For The New Urban Agenda, the time horizon is 2050. Another clock set. Counting down.

The smart cities interface

Habitat III is no short-term workshopping session for tomorrow. This is about our collective global future. Informal settlements are the fastest growing communities in the world. Yet we are at the same time cramming into out highly urbanised mega and major cities alike.

The New Urban Agenda contains the right words, concepts, principles and narratives. It contains a shared vision and a call to action. It also contains the most important part: an implementation plan, which includes a range of transformative commitments.

And why does Habitat III matter to the smart cities movement? Quite simply, this movement has created a number of the solutions to many of our urban problems.

The smart cities movement has created a range of approaches and applications to enable a smarter built environment. It has looked at the dependencies in the built environment and then lifted up the benefits by applying intelligent design, technology and data acquisition and analytics. Smart cities strategies are being applied in developing economies, and established nations alike.

The West African city of Gabon has introduced a Smart Code as the primary basis for urban land development in Libreville, the nation’s capital and largest city. The Smart Code provides a framework for flexibility that is not possible with traditional zoning, making it possible to incorporate new ideas in land planning as well as smart technologies in transport and water utilities. Smart Cities Council member Bechtel is working with the Gabonese government to deliver several development projects intended to address pressing issues related to the housing stock and enhancing Libreville’s built environment.

Philadelphia’s Navy Yard has been transformed from the nation’s first naval shipyard to a 480 hectare mixed-use campus that is home to 11,000 employees working with 145 companies. In June 2015 Alstom and Penn State launched the Microgrid Center of Excellence. The first-of-its-kind facility will help advance the development of microgrid technologies as part of the Navy Yard’s grid modernisation project. The campus will be able to operate independently from the main grid in case of an outage due to extreme weather or other extraordinary events. By implementing optimal instrumentation, they have full situational awareness on their energy use. Only with this, can the most sustainable decisions be made.

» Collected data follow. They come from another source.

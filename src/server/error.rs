//! Error types for the server

use crate::error::TunerError;
use axum::{
    http::StatusCode,
    response::{IntoResponse, Response},
    Json,
};
use serde_json::json;
use thiserror::Error;

#[derive(Error, Debug)]
pub enum ServerError {
    #[error("Invalid request: {0}")]
    BadRequest(String),

    #[error("Server busy: {0}")]
    Busy(String),

    #[error("Internal error: {0}")]
    Internal(String),

    #[error(transparent)]
    Tuner(#[from] TunerError),
}

impl IntoResponse for ServerError {
    fn into_response(self) -> Response {
        let (status, message) = match &self {
            ServerError::BadRequest(msg) => (StatusCode::BAD_REQUEST, msg.clone()),
            ServerError::Busy(msg) => (StatusCode::SERVICE_UNAVAILABLE, msg.clone()),
            ServerError::Internal(msg) => {
                tracing::error!(detail = %msg, "Internal server error");
                (StatusCode::INTERNAL_SERVER_ERROR, "An internal error occurred".to_string())
            }
            ServerError::Tuner(e) if e.is_config_error() => (StatusCode::BAD_REQUEST, e.to_string()),
            ServerError::Tuner(e @ (TunerError::DataError(_) | TunerError::FeatureNotFound(_) | TunerError::IoError(_))) => {
                tracing::error!(detail = %e, "Dataset error");
                (
                    StatusCode::INTERNAL_SERVER_ERROR,
                    "Dataset could not be loaded. Check server logs for details.".to_string(),
                )
            }
            ServerError::Tuner(e) => {
                tracing::error!(detail = %e, "Search failed");
                (StatusCode::INTERNAL_SERVER_ERROR, "Search failed. Check server logs for details.".to_string())
            }
        };

        let body = Json(json!({
            "error": true,
            "message": message,
        }));

        (status, body).into_response()
    }
}

pub type Result<T> = std::result::Result<T, ServerError>;

#[cfg(test)]
mod tests {
    use super::*;

    #[test]
    fn test_status_mapping() {
        let status = |e: ServerError| e.into_response().status();

        assert_eq!(status(ServerError::BadRequest("x".into())), StatusCode::BAD_REQUEST);
        assert_eq!(status(ServerError::Busy("x".into())), StatusCode::SERVICE_UNAVAILABLE);
        assert_eq!(
            status(TunerError::InvalidConfig("pop_size".into()).into()),
            StatusCode::BAD_REQUEST
        );
        assert_eq!(
            status(TunerError::DataError("missing".into()).into()),
            StatusCode::INTERNAL_SERVER_ERROR
        );
    }
}
//! HTTP request handlers

use std::sync::Arc;
use std::time::Instant;

use axum::{extract::State, Json};
use serde::{Deserialize, Serialize};
use tracing::info;

use crate::optimizer::{
    OptimizeDirection, Problem, ProblemConfig, ResultPayload, SearchSpace, SlimeMould, SmaConfig,
};

use super::error::{Result, ServerError};
use super::state::AppState;

/// Body of `POST /api/optimize`; omitted fields take the optimizer defaults
#[derive(Debug, Clone, Default, Serialize, Deserialize)]
pub struct OptimizeRequest {
    pub epoch: Option<usize>,
    pub pop_size: Option<usize>,
    pub p_t: Option<f64>,
    pub random_state: Option<u64>,
    /// "max" (default) or "min"
    pub minmax: Option<OptimizeDirection>,
}

impl OptimizeRequest {
    pub fn to_config(&self) -> SmaConfig {
        let defaults = SmaConfig::default();
        SmaConfig {
            epoch: self.epoch.unwrap_or(defaults.epoch),
            pop_size: self.pop_size.unwrap_or(defaults.pop_size),
            p_t: self.p_t.unwrap_or(defaults.p_t),
            random_state: self.random_state.or(defaults.random_state),
        }
    }
}

pub async fn health_check(State(state): State<Arc<AppState>>) -> Json<serde_json::Value> {
    let uptime = chrono::Utc::now().signed_duration_since(state.started_at);
    Json(serde_json::json!({
        "status": "ok",
        "version": env!("CARGO_PKG_VERSION"),
        "uptime_secs": uptime.num_seconds(),
        "available_searches": state.available_searches(),
        "searches_completed": state.searches_completed(),
    }))
}

pub async fn get_search_space() -> Json<serde_json::Value> {
    let space = SearchSpace::sgd_default();
    Json(serde_json::json!({
        "bounds": space.bounds(),
        "defaults": SmaConfig::default(),
    }))
}

/// Run one slime mould search over the configured dataset
pub async fn run_optimize(
    State(state): State<Arc<AppState>>,
    Json(request): Json<OptimizeRequest>,
) -> Result<Json<ResultPayload>> {
    let config = request.to_config();
    config.validate()?;

    let evaluations = config.n_evaluations();
    if evaluations > state.config.max_evaluations {
        return Err(ServerError::BadRequest(format!(
            "pop_size * (epoch + 1) = {} exceeds the limit of {}",
            evaluations, state.config.max_evaluations
        )));
    }

    let permit = state
        .try_acquire_search()
        .ok_or_else(|| ServerError::Busy("All search slots are in use, retry later".to_string()))?;

    let search_id = AppState::generate_id();
    let dataset = state.config.dataset.clone();
    let minmax = request.minmax.unwrap_or_default();
    info!(
        search_id = %search_id,
        minmax = ?minmax,
        epoch = config.epoch,
        pop_size = config.pop_size,
        evaluations,
        "Search accepted"
    );

    let start = Instant::now();
    let result = tokio::task::spawn_blocking(move || {
        let _permit = permit;
        let data = Arc::new(dataset.load()?);
        let problem = Problem::from_config(ProblemConfig::new().with_data(data).with_minmax(minmax))?;
        let optimizer = SlimeMould::new(config)?;
        Ok::<_, crate::error::TunerError>(optimizer.solve(&problem))
    })
    .await
    .map_err(|e| ServerError::Internal(format!("search task failed: {}", e)))??;

    state.record_completed();
    info!(
        search_id = %search_id,
        best_fitness = result.best_fitness,
        elapsed_ms = start.elapsed().as_millis() as u64,
        "Search complete"
    );

    Ok(Json(result.payload()))
}
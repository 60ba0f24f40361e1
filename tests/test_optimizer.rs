//! Integration test: slime mould search properties

use ndarray::{Array1, Array2};
use sma_tuner::optimizer::{
    Bound, HyperparamSet, OptimizeDirection, ParameterValue, Problem, ProblemConfig, SearchSpace,
    SlimeMould, SmaConfig,
};
use rand::SeedableRng;
use rand_xoshiro::Xoshiro256PlusPlus;
use sma_tuner::utils::{DatasetConfig, PreparedData};
use sma_tuner::TunerError;
use std::sync::atomic::{AtomicUsize, Ordering};
use std::sync::Arc;

/// 100 rows, 3 features, 50/50 labels with overlapping classes
fn toy_data() -> Arc<PreparedData> {
    let n = 100;
    let y = Array1::from_shape_fn(n, |i| (i % 2) as f64);
    let x = Array2::from_shape_fn((n, 3), |(i, j)| {
        let label = (i % 2) as f64;
        let t = i as f64;
        match j {
            0 => (label * 2.0 - 1.0) + 0.8 * (t * 1.3).sin(),
            1 => (t * 0.7).cos(),
            _ => 0.5 * label + 0.4 * (t * 0.37).sin(),
        }
    });
    let names = vec!["f0".to_string(), "f1".to_string(), "f2".to_string()];
    Arc::new(PreparedData::from_arrays(x, y, names, &DatasetConfig::default()).unwrap())
}

fn sgd_problem(data: Arc<PreparedData>) -> Problem {
    Problem::from_config(ProblemConfig::new().with_data(data)).unwrap()
}

#[test]
fn test_toy_dataset_scenario() {
    let problem = sgd_problem(toy_data());
    let sma = SlimeMould::new(SmaConfig::new().with_epoch(5).with_pop_size(10).with_random_state(3)).unwrap();
    let result = sma.solve(&problem);

    assert_eq!(result.history.len(), 5);
    assert_eq!(result.history.epochs(), vec![0, 1, 2, 3, 4]);
    assert_eq!(result.n_evaluations, 60);

    for record in result.history.records() {
        assert!((0.0..=1.0).contains(&record.current_best));
        assert!((0.0..=1.0).contains(&record.global_best));
    }

    let global = result.history.global_best();
    assert!(global[4] >= global[0]);
    assert_eq!(result.best_fitness, global[4]);

    // The best position decodes to a legal configuration
    let params = &result.best_params;
    let alpha = params.get_float("alpha").unwrap();
    assert!((1e-8..=10.0).contains(&alpha));
    assert!(["l1", "l2", "elasticnet"].contains(&params.get_str("penalty").unwrap()));
}

#[test]
fn test_global_best_never_decreases() {
    let problem = sgd_problem(toy_data());
    let sma = SlimeMould::new(SmaConfig::new().with_epoch(8).with_pop_size(6).with_random_state(21)).unwrap();
    let result = sma.solve(&problem);

    let global = result.history.global_best();
    assert_eq!(global.len(), 8);
    assert!(global.windows(2).all(|w| w[1] >= w[0]));
}

#[test]
fn test_same_seed_same_result() {
    let data = toy_data();
    let config = SmaConfig::new().with_epoch(4).with_pop_size(5).with_random_state(99);

    let first = SlimeMould::new(config.clone()).unwrap().solve(&sgd_problem(Arc::clone(&data)));
    let second = SlimeMould::new(config).unwrap().solve(&sgd_problem(data));

    assert_eq!(first.best_position, second.best_position);
    assert_eq!(first.best_params, second.best_params);
    assert_eq!(first.history.current_best(), second.history.current_best());
    assert_eq!(first.history.global_best(), second.history.global_best());
}

#[test]
fn test_zero_population_is_rejected_before_any_evaluation() {
    let calls = Arc::new(AtomicUsize::new(0));
    let counter = Arc::clone(&calls);
    let space = SearchSpace::sgd_default();
    let _problem = Problem::new(
        space,
        move |_: &HyperparamSet| {
            counter.fetch_add(1, Ordering::SeqCst);
            1.0
        },
        OptimizeDirection::Maximize,
    );

    let err = SlimeMould::new(SmaConfig::new().with_pop_size(0).with_epoch(5)).unwrap_err();
    assert!(matches!(err, TunerError::InvalidConfig(_)));
    assert_eq!(calls.load(Ordering::SeqCst), 0);
}

#[test]
fn test_evaluation_count() {
    let calls = Arc::new(AtomicUsize::new(0));
    let counter = Arc::clone(&calls);
    let problem = Problem::new(
        SearchSpace::sgd_default(),
        move |p: &HyperparamSet| {
            counter.fetch_add(1, Ordering::SeqCst);
            -p.get_float("alpha").unwrap_or(0.0)
        },
        OptimizeDirection::Maximize,
    );

    let result = SlimeMould::new(SmaConfig::new().with_epoch(7).with_pop_size(4).with_random_state(1))
        .unwrap()
        .solve(&problem);

    assert_eq!(calls.load(Ordering::SeqCst), 4 * 8);
    assert_eq!(result.n_evaluations, 32);
}

#[test]
fn test_categorical_only_space() {
    let space = SearchSpace::new(vec![Bound::categorical("letter", ["a", "b", "c"]).unwrap()]).unwrap();
    let params = space.decode(&[5.0]);
    assert_eq!(params.get("letter"), Some(&ParameterValue::String("c".to_string())));

    // Only 'b' scores; the search should find it
    let problem = Problem::new(
        space,
        |p: &HyperparamSet| if p.get_str("letter") == Some("b") { 1.0 } else { 0.0 },
        OptimizeDirection::Maximize,
    );
    let result = SlimeMould::new(SmaConfig::new().with_epoch(5).with_pop_size(10).with_random_state(0))
        .unwrap()
        .solve(&problem);

    assert_eq!(result.best_fitness, 1.0);
    assert_eq!(result.best_params.get_str("letter"), Some("b"));
}

#[test]
fn test_minimization_direction() {
    let space = SearchSpace::new(vec![Bound::float("x", -10.0, 10.0).unwrap()]).unwrap();
    let problem = Problem::new(
        space,
        |p: &HyperparamSet| {
            let x = p.get_float("x").unwrap_or(0.0);
            (x - 3.0).powi(2)
        },
        OptimizeDirection::Minimize,
    );
    let result = SlimeMould::new(SmaConfig::new().with_epoch(25).with_pop_size(15).with_random_state(5))
        .unwrap()
        .solve(&problem);

    let global = result.history.global_best();
    assert!(global.windows(2).all(|w| w[1] <= w[0]));
    assert!(result.best_fitness < 1.0, "best {}", result.best_fitness);
}

#[test]
fn test_ties_keep_the_first_sampled_agent() {
    let space = SearchSpace::new(vec![Bound::float("x", 0.0, 1.0).unwrap(), abc_bound()]).unwrap();

    let mut rng = Xoshiro256PlusPlus::seed_from_u64(1);
    let first = space.sample_position(&mut rng);

    for direction in [OptimizeDirection::Maximize, OptimizeDirection::Minimize] {
        let problem = Problem::new(space.clone(), |_: &HyperparamSet| 0.5, direction);
        let result = SlimeMould::new(SmaConfig::new().with_epoch(3).with_pop_size(5).with_random_state(1))
            .unwrap()
            .solve(&problem);

        assert_eq!(result.best_position, first);
        assert_eq!(result.best_params, space.decode(&first));
        assert!(result.history.global_best().iter().all(|&g| g == 0.5));
    }
}

fn abc_bound() -> Bound {
    Bound::categorical("letter", ["a", "b", "c"]).unwrap()
}
//! Search space definition for hyperparameters
//!
//! Every dimension has a native numeric range the optimizer moves in. Float
//! dimensions use their own limits; categorical dimensions map onto
//! `[0, n - CATEGORICAL_EPS]` and are floored back to a choice index.

use crate::error::{Result, TunerError};
use rand::Rng;
use serde::{Deserialize, Serialize};
use std::collections::{BTreeMap, HashSet};
use std::fmt;

/// Gap kept below `n` so a categorical coordinate never floors to `n`
pub const CATEGORICAL_EPS: f64 = 1e-4;

/// A single search dimension
#[derive(Debug, Clone, PartialEq, Serialize, Deserialize)]
#[serde(tag = "type", rename_all = "lowercase", try_from = "UncheckedBound")]
pub enum Bound {
    /// Continuous parameter in `[lower, upper]`
    Float { name: String, lower: f64, upper: f64 },
    /// Choice among string values, in declared order
    Categorical { name: String, valid_values: Vec<String> },
}

/// Wire form of [`Bound`], validated on conversion
#[derive(Deserialize)]
#[serde(tag = "type", rename_all = "lowercase")]
enum UncheckedBound {
    Float { name: String, lower: f64, upper: f64 },
    Categorical { name: String, valid_values: Vec<String> },
}

impl TryFrom<UncheckedBound> for Bound {
    type Error = TunerError;

    fn try_from(raw: UncheckedBound) -> Result<Self> {
        match raw {
            UncheckedBound::Float { name, lower, upper } => Bound::float(name, lower, upper),
            UncheckedBound::Categorical { name, valid_values } => Bound::categorical(name, valid_values),
        }
    }
}

impl Bound {
    /// Create a validated float dimension
    pub fn float(name: impl Into<String>, lower: f64, upper: f64) -> Result<Self> {
        let bound = Bound::Float {
            name: name.into(),
            lower,
            upper,
        };
        bound.validate()?;
        Ok(bound)
    }

    /// Create a validated categorical dimension
    pub fn categorical<S: Into<String>>(
        name: impl Into<String>,
        valid_values: impl IntoIterator<Item = S>,
    ) -> Result<Self> {
        let bound = Bound::Categorical {
            name: name.into(),
            valid_values: valid_values.into_iter().map(Into::into).collect(),
        };
        bound.validate()?;
        Ok(bound)
    }

    pub fn name(&self) -> &str {
        match self {
            Bound::Float { name, .. } | Bound::Categorical { name, .. } => name,
        }
    }

    pub fn validate(&self) -> Result<()> {
        match self {
            Bound::Float { name, lower, upper } => {
                if !lower.is_finite() || !upper.is_finite() {
                    return Err(TunerError::invalid_bound(name, "limits must be finite"));
                }
                if lower >= upper {
                    return Err(TunerError::invalid_bound(
                        name,
                        format!("lower ({}) must be below upper ({})", lower, upper),
                    ));
                }
            }
            Bound::Categorical { name, valid_values } => {
                if valid_values.is_empty() {
                    return Err(TunerError::invalid_bound(name, "no valid values"));
                }
                let mut seen = HashSet::new();
                if let Some(dup) = valid_values.iter().find(|v| !seen.insert(v.as_str())) {
                    return Err(TunerError::invalid_bound(name, format!("duplicate value '{}'", dup)));
                }
            }
        }
        Ok(())
    }

    /// Numeric range the optimizer searches in
    pub fn native_range(&self) -> (f64, f64) {
        match self {
            Bound::Float { lower, upper, .. } => (*lower, *upper),
            Bound::Categorical { valid_values, .. } => {
                (0.0, valid_values.len() as f64 - CATEGORICAL_EPS)
            }
        }
    }

    /// Clamp a native coordinate into range; NaN goes to the lower limit
    pub fn correct(&self, x: f64) -> f64 {
        let (lo, hi) = self.native_range();
        if x.is_nan() {
            lo
        } else {
            x.clamp(lo, hi)
        }
    }

    /// Domain value to native coordinate
    pub fn encode(&self, value: &ParameterValue) -> Result<f64> {
        match (self, value) {
            (Bound::Float { .. }, ParameterValue::Float(v)) => Ok(*v),
            (Bound::Categorical { name, valid_values }, ParameterValue::String(s)) => valid_values
                .iter()
                .position(|v| v == s)
                .map(|idx| idx as f64)
                .ok_or_else(|| TunerError::InvalidParameter {
                    name: name.clone(),
                    value: s.clone(),
                    reason: format!("not one of {:?}", valid_values),
                }),
            (bound, value) => Err(TunerError::InvalidParameter {
                name: bound.name().to_string(),
                value: value.to_string(),
                reason: "value type does not match the dimension".to_string(),
            }),
        }
    }

    /// Native coordinate to domain value. Total for any input.
    pub fn decode(&self, x: f64) -> ParameterValue {
        let x = self.correct(x);
        match self {
            Bound::Float { .. } => ParameterValue::Float(x),
            Bound::Categorical { valid_values, .. } => {
                let idx = (x.floor() as usize).min(valid_values.len() - 1);
                ParameterValue::String(valid_values[idx].clone())
            }
        }
    }
}

/// Decoded parameter value
#[derive(Debug, Clone, PartialEq, Serialize, Deserialize)]
#[serde(untagged)]
pub enum ParameterValue {
    Float(f64),
    String(String),
}

impl ParameterValue {
    /// Get as float
    pub fn as_float(&self) -> Option<f64> {
        match self {
            ParameterValue::Float(v) => Some(*v),
            ParameterValue::String(_) => None,
        }
    }

    /// Get as string
    pub fn as_str(&self) -> Option<&str> {
        match self {
            ParameterValue::String(s) => Some(s),
            ParameterValue::Float(_) => None,
        }
    }
}

impl fmt::Display for ParameterValue {
    fn fmt(&self, f: &mut fmt::Formatter<'_>) -> fmt::Result {
        match self {
            ParameterValue::Float(v) => write!(f, "{}", v),
            ParameterValue::String(s) => f.write_str(s),
        }
    }
}

/// Named hyperparameters produced by decoding a candidate
#[derive(Debug, Clone, Default, PartialEq, Serialize, Deserialize)]
#[serde(transparent)]
pub struct HyperparamSet {
    values: BTreeMap<String, ParameterValue>,
}

impl HyperparamSet {
    pub fn new() -> Self {
        Self::default()
    }

    pub fn with(mut self, name: impl Into<String>, value: ParameterValue) -> Self {
        self.values.insert(name.into(), value);
        self
    }

    pub fn get(&self, name: &str) -> Option<&ParameterValue> {
        self.values.get(name)
    }

    pub fn get_float(&self, name: &str) -> Option<f64> {
        self.get(name).and_then(ParameterValue::as_float)
    }

    pub fn get_str(&self, name: &str) -> Option<&str> {
        self.get(name).and_then(ParameterValue::as_str)
    }

    pub fn len(&self) -> usize {
        self.values.len()
    }

    pub fn is_empty(&self) -> bool {
        self.values.is_empty()
    }

    pub fn iter(&self) -> impl Iterator<Item = (&str, &ParameterValue)> {
        self.values.iter().map(|(k, v)| (k.as_str(), v))
    }
}

impl FromIterator<(String, ParameterValue)> for HyperparamSet {
    fn from_iter<I: IntoIterator<Item = (String, ParameterValue)>>(iter: I) -> Self {
        Self {
            values: iter.into_iter().collect(),
        }
    }
}

impl fmt::Display for HyperparamSet {
    fn fmt(&self, f: &mut fmt::Formatter<'_>) -> fmt::Result {
        for (i, (name, value)) in self.iter().enumerate() {
            if i > 0 {
                f.write_str(", ")?;
            }
            write!(f, "{}={}", name, value)?;
        }
        Ok(())
    }
}

/// Ordered set of search dimensions
#[derive(Debug, Clone, PartialEq, Serialize, Deserialize)]
#[serde(try_from = "UncheckedSearchSpace")]
pub struct SearchSpace {
    bounds: Vec<Bound>,
}

#[derive(Deserialize)]
struct UncheckedSearchSpace {
    bounds: Vec<Bound>,
}

impl TryFrom<UncheckedSearchSpace> for SearchSpace {
    type Error = TunerError;

    fn try_from(raw: UncheckedSearchSpace) -> Result<Self> {
        SearchSpace::new(raw.bounds)
    }
}

impl SearchSpace {
    /// Validate and build a search space
    pub fn new(bounds: Vec<Bound>) -> Result<Self> {
        if bounds.is_empty() {
            return Err(TunerError::invalid_bound("<space>", "search space has no dimensions"));
        }
        let mut names = HashSet::new();
        for bound in &bounds {
            bound.validate()?;
            if !names.insert(bound.name()) {
                return Err(TunerError::invalid_bound(bound.name(), "duplicate dimension name"));
            }
        }
        Ok(Self { bounds })
    }

    /// The four SGD classifier dimensions tuned by default
    pub fn sgd_default() -> Self {
        let categorical = |name: &str, values: &[&str]| Bound::Categorical {
            name: name.to_string(),
            valid_values: values.iter().map(|v| v.to_string()).collect(),
        };

        Self {
            bounds: vec![
                Bound::Float {
                    name: "alpha".to_string(),
                    lower: 1e-8,
                    upper: 10.0,
                },
                Bound::Float {
                    name: "l1_ratio".to_string(),
                    lower: 0.0,
                    upper: 1.0,
                },
                categorical("penalty", &["l1", "l2", "elasticnet"]),
                categorical(
                    "loss",
                    &[
                        "hinge",
                        "log_loss",
                        "modified_huber",
                        "squared_hinge",
                        "perceptron",
                        "squared_error",
                        "huber",
                        "epsilon_insensitive",
                        "squared_epsilon_insensitive",
                    ],
                ),
            ],
        }
    }

    pub fn bounds(&self) -> &[Bound] {
        &self.bounds
    }

    /// Number of dimensions
    pub fn dims(&self) -> usize {
        self.bounds.len()
    }

    pub fn names(&self) -> Vec<&str> {
        self.bounds.iter().map(Bound::name).collect()
    }

    pub fn get(&self, name: &str) -> Option<&Bound> {
        self.bounds.iter().find(|b| b.name() == name)
    }

    pub fn lower_bounds(&self) -> Vec<f64> {
        self.bounds.iter().map(|b| b.native_range().0).collect()
    }

    pub fn upper_bounds(&self) -> Vec<f64> {
        self.bounds.iter().map(|b| b.native_range().1).collect()
    }

    /// Encode a full parameter set into a native position
    pub fn encode(&self, params: &HyperparamSet) -> Result<Vec<f64>> {
        self.bounds
            .iter()
            .map(|bound| {
                let value = params.get(bound.name()).ok_or_else(|| TunerError::InvalidParameter {
                    name: bound.name().to_string(),
                    value: "<missing>".to_string(),
                    reason: "no value supplied for this dimension".to_string(),
                })?;
                bound.encode(value)
            })
            .collect()
    }

    /// Decode a native position. Missing coordinates decode like NaN.
    pub fn decode(&self, x: &[f64]) -> HyperparamSet {
        self.bounds
            .iter()
            .enumerate()
            .map(|(j, bound)| {
                let coord = x.get(j).copied().unwrap_or(f64::NAN);
                (bound.name().to_string(), bound.decode(coord))
            })
            .collect()
    }

    /// Uniform sample inside the native bounds
    pub fn sample_position<R: Rng + ?Sized>(&self, rng: &mut R) -> Vec<f64> {
        self.bounds
            .iter()
            .map(|bound| {
                let (lo, hi) = bound.native_range();
                lo + rng.gen::<f64>() * (hi - lo)
            })
            .collect()
    }

    /// Clamp a position into the native bounds in place
    pub fn correct(&self, position: &mut [f64]) {
        for (x, bound) in position.iter_mut().zip(&self.bounds) {
            *x = bound.correct(*x);
        }
    }
}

Delivering the New Urban Agenda through data-driven cities

The smart cities movement is one driven by targets, and principles – better liveability, greater workability and enhanced sustainability. For the built environment, our vertical and horizontal infrastructure, and the spaces and places in between, we need to embrace a data-driven decision making culture.

Collecting data, communicating it to relevant platforms, and then crunching that data into useful information is the blueprint. Collect, communicate and crunch. Only when we have this information, this situational awareness, do we know if our interventions and our investments are making a difference.

Whether it be a park bench, set of traffic lights, water distribution system, or residential dwelling, we need to understand the level of performance of the component parts of our cities, if we are to understand their overall performance as a whole system. And for this, we need a city planning and management approach focussed on digital connectivity, interoperability and data sharing and management.

So back in Quito, the Executive Director of UN Habitat is clear on the why Habitat III is so important. “It represents a great opportunity to recover 20-30 years of loss of focus, and loss of direction in the urbanisation process,” He says.

So, over the coming days, weeks and months, as national and local politicians shape up the necessary but complex policies for driving greater sustainable urbanisation under The New Urban Agenda, we invite the necessary dialogue between those in the sustainable cities movement, and the smart cities practitioners who have developed the solutions to our cities’ most critical sustainability challenges.